Pericardial effusion on echo

Mild pericardial effusion on echocardiography

Mild pericardial effusion on echocardiographyMild pericardial effusion on echocardiography from apical four chamber view

Echocardiogram from the apical four chamber view shows mild pericardial effusion as echo free space lateral to the left ventricle and anteromedial to the right ventricle. The quantity of effusion is small and needs only observation. It will be difficult to aspirate such small effusions without injuring the cardiac structures. RV: right ventricle; RA: right atrium; LV: left ventricle; LA: left atrium. Pericardial fat can produce echo free space and can be mistaken for pericardial effusion on echocardiography, but can be differentiated by magnetic resonance imaging.

The usual route for pericardial aspiration is subcostal. Hence it is always better to check the size of pericardial effusion from subcostal view. Aspiration is usually done only if there is a sizable pericardial effusion anterior to the right ventricle in the subcostal view.

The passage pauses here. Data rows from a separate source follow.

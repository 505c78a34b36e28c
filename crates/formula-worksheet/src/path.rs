//! OPC part-name helpers for relationship targets.

/// Part name of the relationship set belonging to `part`
/// (`xl/worksheets/sheet1.xml` -> `xl/worksheets/_rels/sheet1.xml.rels`).
pub fn rels_for_part(part: &str) -> String {
    match part.rsplit_once('/') {
        Some((dir, file_name)) => format!("{dir}/_rels/{file_name}.rels"),
        None => format!("_rels/{part}.rels"),
    }
}

/// Resolve a relationship `target` against the part that owns the relationship.
pub fn resolve_target(source_part: &str, target: &str) -> String {
    // Part names never carry URI fragments.
    let target = target.split('#').next().unwrap_or(target);
    if target.is_empty() {
        return normalize(source_part);
    }
    if let Some(target) = target.strip_prefix('/') {
        return normalize(target);
    }

    let base_dir = source_part.rsplit_once('/').map(|(dir, _)| dir).unwrap_or("");
    normalize(&format!("{base_dir}/{target}"))
}

fn normalize(path: &str) -> String {
    let mut out: Vec<&str> = Vec::new();
    for part in path.split('/') {
        match part {
            "" | "." => {}
            ".." => {
                out.pop();
            }
            other => out.push(other),
        }
    }
    out.join("/")
}

#[cfg(test)]
mod tests {
    use super::*;

    #[test]
    fn rels_for_worksheet_part() {
        assert_eq!(
            rels_for_part("xl/worksheets/sheet3.xml"),
            "xl/worksheets/_rels/sheet3.xml.rels"
        );
        assert_eq!(rels_for_part("workbook.xml"), "_rels/workbook.xml.rels");
    }

    #[test]
    fn drawing_target_resolves_next_to_worksheets() {
        assert_eq!(
            resolve_target("xl/worksheets/sheet1.xml", "../drawings/drawing2.xml"),
            "xl/drawings/drawing2.xml"
        );
    }

    #[test]
    fn absolute_and_fragment_targets() {
        assert_eq!(
            resolve_target("xl/worksheets/sheet1.xml", "/xl/./drawings/drawing1.xml#obj"),
            "xl/drawings/drawing1.xml"
        );
        assert_eq!(
            resolve_target("xl/worksheets/sheet1.xml", "#rId1"),
            "xl/worksheets/sheet1.xml"
        );
    }
}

If the effusion is small, the aspiration needle is likely to injure the right ventricle. Pigtail catheter is often introduced into the pericardial space using Seldinger technique with guidewire and left there till the pericardial effusion stops collecting. This method is especially useful in malignant pericardial effusion in which repeated aspirations are likely to be necessary. In such situations, sclerosing agents like Bleomycin can be instilled into the pericardial space after complete aspiration, to cause adhesion of pericardial layers (visceral and parietal) and prevention of recurrence.

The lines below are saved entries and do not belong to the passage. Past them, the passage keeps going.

use serde::{Deserialize, Serialize};
use thiserror::Error;

/// Maximum sheet name length in UTF-16 code units (Excel-compatible).
pub const EXCEL_MAX_SHEET_NAME_LEN: usize = 31;

const INVALID_SHEET_NAME_CHARS: [char; 7] = ['[', ']', ':', '*', '?', '/', '\\'];

/// Excel-compatible sheet name problems.
#[derive(Clone, Debug, PartialEq, Eq, Error)]
pub enum SheetNameError {
    #[error("sheet name cannot be empty")]
    Empty,
    #[error("sheet name is too long ({len} > {max})")]
    TooLong { len: usize, max: usize },
    #[error("sheet name contains invalid character '{0}'")]
    InvalidCharacter(char),
    #[error("sheet name cannot begin or end with an apostrophe")]
    LeadingOrTrailingApostrophe,
}

/// Validate a sheet name against Excel's rules.
pub fn validate_sheet_name(name: &str) -> Result<(), SheetNameError> {
    if name.is_empty() {
        return Err(SheetNameError::Empty);
    }
    let len = name.encode_utf16().count();
    if len > EXCEL_MAX_SHEET_NAME_LEN {
        return Err(SheetNameError::TooLong {
            len,
            max: EXCEL_MAX_SHEET_NAME_LEN,
        });
    }
    if let Some(ch) = name.chars().find(|ch| INVALID_SHEET_NAME_CHARS.contains(ch)) {
        return Err(SheetNameError::InvalidCharacter(ch));
    }
    if name.starts_with('\'') || name.ends_with('\'') {
        return Err(SheetNameError::LeadingOrTrailingApostrophe);
    }
    Ok(())
}

/// A single problem with a [`SheetMeta`] record.
#[derive(Clone, Debug, PartialEq, Eq, Error)]
pub enum SheetMetaIssue {
    #[error(transparent)]
    Name(#[from] SheetNameError),
    #[error("sheet id must be at least 1")]
    ZeroSheetId,
}

impl SheetMetaIssue {
    /// Attribute the issue was found on.
    pub fn field(&self) -> &'static str {
        match self {
            SheetMetaIssue::Name(_) => "name",
            SheetMetaIssue::ZeroSheetId => "sheetId",
        }
    }
}

/// Error returned by [`SheetMeta::validate`] and [`SheetMeta::validate_with_path`].
#[derive(Clone, Debug, PartialEq, Eq, Error)]
pub enum SheetMetaError {
    #[error(transparent)]
    Invalid(SheetMetaIssue),
    #[error("{path}/{}: {issue}", .issue.field())]
    AtPath { path: String, issue: SheetMetaIssue },
}

impl SheetMetaError {
    pub fn issue(&self) -> &SheetMetaIssue {
        match self {
            SheetMetaError::Invalid(issue) | SheetMetaError::AtPath { issue, .. } => issue,
        }
    }
}

/// Workbook-level sheet record (`<sheet name=".." sheetId=".." r:id=".."/>`).
#[derive(Clone, Debug, PartialEq, Eq, Serialize, Deserialize)]
pub struct SheetMeta {
    /// Display name shown on the sheet tab.
    pub name: String,
    /// Workbook-unique numeric id (`sheetId`), starting at 1.
    pub sheet_id: u32,
    /// Id of the workbook relationship pointing at the worksheet part.
    #[serde(default, skip_serializing_if = "Option::is_none")]
    pub relationship_id: Option<String>,
}

impl SheetMeta {
    pub fn new(name: impl Into<String>, sheet_id: u32) -> Self {
        Self {
            name: name.into(),
            sheet_id,
            relationship_id: None,
        }
    }

    pub fn validate(&self) -> Result<(), SheetMetaError> {
        self.first_issue().map_or(Ok(()), |issue| Err(SheetMetaError::Invalid(issue)))
    }

    /// Same checks as [`SheetMeta::validate`], reporting the offending attribute under `path`.
    pub fn validate_with_path(&self, path: &str) -> Result<(), SheetMetaError> {
        self.first_issue().map_or(Ok(()), |issue| {
            Err(SheetMetaError::AtPath {
                path: path.to_string(),
                issue,
            })
        })
    }

    fn first_issue(&self) -> Option<SheetMetaIssue> {
        if let Err(err) = validate_sheet_name(&self.name) {
            return Some(err.into());
        }
        if self.sheet_id == 0 {
            return Some(SheetMetaIssue::ZeroSheetId);
        }
        None
    }
}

Quantification of pericardial effusion

In general pericardial effusion less than 10 mm can be considered mild, 10-20 mm moderate and more than 20 mm as large. There have been attempts to quantify pericardial effusion by echocardiography. In one report, they could get good correlation between echocardiographically measured volume and surgically drained volume of pericardial effusion in 20 patients with 100 to 1200 ml of pericardial fluid [1].


  1. Prakash AM, Sun Y, Chiaramida SA, Wu J, Lucariello RJ. Quantitative assessment of pericardial effusion volume by two-dimensional echocardiography. J Am Soc Echocardiogr. 2003 Feb;16(2):147-53.